About this exercise —
The lines to reproduce run from the first one below to the line containing "let mut parts = Vec::new();", both included. Reproduce them exactly and nothing else.

Extracted records:

---+---

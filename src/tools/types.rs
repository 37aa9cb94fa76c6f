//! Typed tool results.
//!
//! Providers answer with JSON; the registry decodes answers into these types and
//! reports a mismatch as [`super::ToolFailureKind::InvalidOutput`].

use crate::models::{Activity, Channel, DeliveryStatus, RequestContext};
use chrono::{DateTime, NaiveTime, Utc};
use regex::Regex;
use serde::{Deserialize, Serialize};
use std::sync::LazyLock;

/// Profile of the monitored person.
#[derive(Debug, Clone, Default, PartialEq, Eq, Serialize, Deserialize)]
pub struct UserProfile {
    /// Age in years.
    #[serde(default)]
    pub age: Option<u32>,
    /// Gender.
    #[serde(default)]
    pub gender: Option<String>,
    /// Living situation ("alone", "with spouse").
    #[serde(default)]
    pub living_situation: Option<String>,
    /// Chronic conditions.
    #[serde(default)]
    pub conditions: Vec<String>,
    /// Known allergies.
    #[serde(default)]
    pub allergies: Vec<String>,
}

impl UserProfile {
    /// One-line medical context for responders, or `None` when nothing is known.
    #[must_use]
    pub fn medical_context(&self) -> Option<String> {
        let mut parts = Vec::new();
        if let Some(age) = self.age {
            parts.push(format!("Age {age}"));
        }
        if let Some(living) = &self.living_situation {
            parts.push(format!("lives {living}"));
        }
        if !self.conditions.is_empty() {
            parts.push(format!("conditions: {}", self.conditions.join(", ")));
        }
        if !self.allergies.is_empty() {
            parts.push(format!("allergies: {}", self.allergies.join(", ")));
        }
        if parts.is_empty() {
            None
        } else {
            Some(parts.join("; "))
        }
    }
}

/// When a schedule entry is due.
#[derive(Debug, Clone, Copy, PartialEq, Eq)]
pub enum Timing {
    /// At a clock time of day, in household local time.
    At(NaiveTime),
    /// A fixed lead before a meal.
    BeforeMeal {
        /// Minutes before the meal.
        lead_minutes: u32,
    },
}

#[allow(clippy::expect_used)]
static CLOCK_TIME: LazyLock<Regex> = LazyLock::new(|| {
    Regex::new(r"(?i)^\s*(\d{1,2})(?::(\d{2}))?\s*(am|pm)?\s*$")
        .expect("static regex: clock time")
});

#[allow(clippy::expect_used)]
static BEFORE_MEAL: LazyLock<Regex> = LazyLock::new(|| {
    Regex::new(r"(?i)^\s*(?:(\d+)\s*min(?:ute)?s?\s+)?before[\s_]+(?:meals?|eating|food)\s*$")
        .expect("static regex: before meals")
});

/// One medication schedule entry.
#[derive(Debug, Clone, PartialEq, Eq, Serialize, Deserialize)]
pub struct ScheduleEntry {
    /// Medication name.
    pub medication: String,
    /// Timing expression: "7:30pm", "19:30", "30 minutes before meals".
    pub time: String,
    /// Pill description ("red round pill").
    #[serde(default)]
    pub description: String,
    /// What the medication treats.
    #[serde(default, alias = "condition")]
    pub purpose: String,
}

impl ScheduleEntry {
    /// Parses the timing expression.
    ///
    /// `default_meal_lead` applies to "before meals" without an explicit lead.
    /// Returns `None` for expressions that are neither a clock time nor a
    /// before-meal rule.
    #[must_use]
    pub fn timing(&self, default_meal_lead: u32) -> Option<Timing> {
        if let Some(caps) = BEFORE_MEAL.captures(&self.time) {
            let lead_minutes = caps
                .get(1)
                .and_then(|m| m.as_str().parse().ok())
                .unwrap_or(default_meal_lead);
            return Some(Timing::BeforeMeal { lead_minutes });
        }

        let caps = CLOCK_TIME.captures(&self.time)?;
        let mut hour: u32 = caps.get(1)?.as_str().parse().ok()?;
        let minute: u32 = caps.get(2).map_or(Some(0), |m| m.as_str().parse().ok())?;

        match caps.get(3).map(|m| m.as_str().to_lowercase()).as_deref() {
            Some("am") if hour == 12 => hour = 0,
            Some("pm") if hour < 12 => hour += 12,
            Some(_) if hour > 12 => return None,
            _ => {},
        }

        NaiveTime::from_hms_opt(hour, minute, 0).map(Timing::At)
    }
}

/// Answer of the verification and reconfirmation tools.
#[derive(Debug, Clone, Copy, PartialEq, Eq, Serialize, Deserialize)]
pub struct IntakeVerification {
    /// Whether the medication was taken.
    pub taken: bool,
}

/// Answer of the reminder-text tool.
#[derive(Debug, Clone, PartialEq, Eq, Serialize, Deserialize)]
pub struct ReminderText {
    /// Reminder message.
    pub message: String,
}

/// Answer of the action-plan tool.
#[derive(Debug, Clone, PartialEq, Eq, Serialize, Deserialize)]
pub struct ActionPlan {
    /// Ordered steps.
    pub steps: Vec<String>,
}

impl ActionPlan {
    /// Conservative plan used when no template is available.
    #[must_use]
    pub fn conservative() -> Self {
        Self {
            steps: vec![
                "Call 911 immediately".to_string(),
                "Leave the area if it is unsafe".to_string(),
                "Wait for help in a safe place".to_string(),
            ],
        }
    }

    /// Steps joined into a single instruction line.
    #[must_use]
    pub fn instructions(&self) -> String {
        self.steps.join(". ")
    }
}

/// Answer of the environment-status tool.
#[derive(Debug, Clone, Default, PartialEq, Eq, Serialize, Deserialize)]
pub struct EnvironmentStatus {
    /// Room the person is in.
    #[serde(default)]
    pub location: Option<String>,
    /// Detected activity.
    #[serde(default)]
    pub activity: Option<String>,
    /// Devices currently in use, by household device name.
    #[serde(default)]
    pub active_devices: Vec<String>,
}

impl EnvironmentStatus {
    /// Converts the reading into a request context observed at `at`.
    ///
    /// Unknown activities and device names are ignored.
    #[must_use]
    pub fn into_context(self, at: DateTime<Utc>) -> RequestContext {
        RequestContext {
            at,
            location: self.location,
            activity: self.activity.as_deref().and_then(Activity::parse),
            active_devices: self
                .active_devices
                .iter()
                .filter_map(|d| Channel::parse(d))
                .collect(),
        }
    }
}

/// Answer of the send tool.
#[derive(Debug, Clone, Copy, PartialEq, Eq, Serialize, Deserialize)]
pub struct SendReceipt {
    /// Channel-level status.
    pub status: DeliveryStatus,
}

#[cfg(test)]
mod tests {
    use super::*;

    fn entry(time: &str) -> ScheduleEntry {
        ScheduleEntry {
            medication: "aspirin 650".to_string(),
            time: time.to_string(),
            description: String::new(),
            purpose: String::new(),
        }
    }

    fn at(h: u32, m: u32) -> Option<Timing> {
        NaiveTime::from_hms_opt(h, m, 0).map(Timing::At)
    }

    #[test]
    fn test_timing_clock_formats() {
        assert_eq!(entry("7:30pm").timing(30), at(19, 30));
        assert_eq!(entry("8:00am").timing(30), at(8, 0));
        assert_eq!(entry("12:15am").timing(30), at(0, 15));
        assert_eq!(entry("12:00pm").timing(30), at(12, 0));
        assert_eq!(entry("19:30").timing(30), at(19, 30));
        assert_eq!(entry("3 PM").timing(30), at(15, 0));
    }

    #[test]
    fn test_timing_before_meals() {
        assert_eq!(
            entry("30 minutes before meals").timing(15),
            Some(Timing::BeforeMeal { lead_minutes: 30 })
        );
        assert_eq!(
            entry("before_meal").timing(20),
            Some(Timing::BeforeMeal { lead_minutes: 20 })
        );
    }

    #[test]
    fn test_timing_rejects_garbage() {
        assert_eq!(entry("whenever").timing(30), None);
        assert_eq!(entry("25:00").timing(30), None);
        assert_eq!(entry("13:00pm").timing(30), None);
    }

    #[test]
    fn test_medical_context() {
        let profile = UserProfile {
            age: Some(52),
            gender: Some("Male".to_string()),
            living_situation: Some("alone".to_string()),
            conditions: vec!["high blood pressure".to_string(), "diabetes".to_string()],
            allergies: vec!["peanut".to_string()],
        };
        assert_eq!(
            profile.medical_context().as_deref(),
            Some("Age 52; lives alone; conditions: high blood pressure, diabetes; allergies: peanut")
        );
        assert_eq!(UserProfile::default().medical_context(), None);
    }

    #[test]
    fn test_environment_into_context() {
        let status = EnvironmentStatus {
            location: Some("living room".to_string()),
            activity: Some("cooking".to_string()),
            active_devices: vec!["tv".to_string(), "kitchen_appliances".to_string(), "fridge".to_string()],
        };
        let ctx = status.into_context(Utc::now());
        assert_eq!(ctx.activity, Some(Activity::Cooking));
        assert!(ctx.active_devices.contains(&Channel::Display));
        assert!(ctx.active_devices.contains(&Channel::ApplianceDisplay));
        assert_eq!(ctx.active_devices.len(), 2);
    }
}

---+---

Your solution —
filename src/tools/types.rs
repository 37aa9cb94fa76c6f
//! Typed tool results.
//!
//! Providers answer with JSON; the registry decodes answers into these types and
//! reports a mismatch as [`super::ToolFailureKind::InvalidOutput`].

use crate::models::{Activity, Channel, DeliveryStatus, RequestContext};
use chrono::{DateTime, NaiveTime, Utc};
use regex::Regex;
use serde::{Deserialize, Serialize};
use std::sync::LazyLock;

/// Profile of the monitored person.
#[derive(Debug, Clone, Default, PartialEq, Eq, Serialize, Deserialize)]
pub struct UserProfile {
    /// Age in years.
    #[serde(default)]
    pub age: Option<u32>,
    /// Gender.
    #[serde(default)]
    pub gender: Option<String>,
    /// Living situation ("alone", "with spouse").
    #[serde(default)]
    pub living_situation: Option<String>,
    /// Chronic conditions.
    #[serde(default)]
    pub conditions: Vec<String>,
    /// Known allergies.
    #[serde(default)]
    pub allergies: Vec<String>,
}

impl UserProfile {
    /// One-line medical context for responders, or `None` when nothing is known.
    #[must_use]
    pub fn medical_context(&self) -> Option<String> {
        let mut parts = Vec::new();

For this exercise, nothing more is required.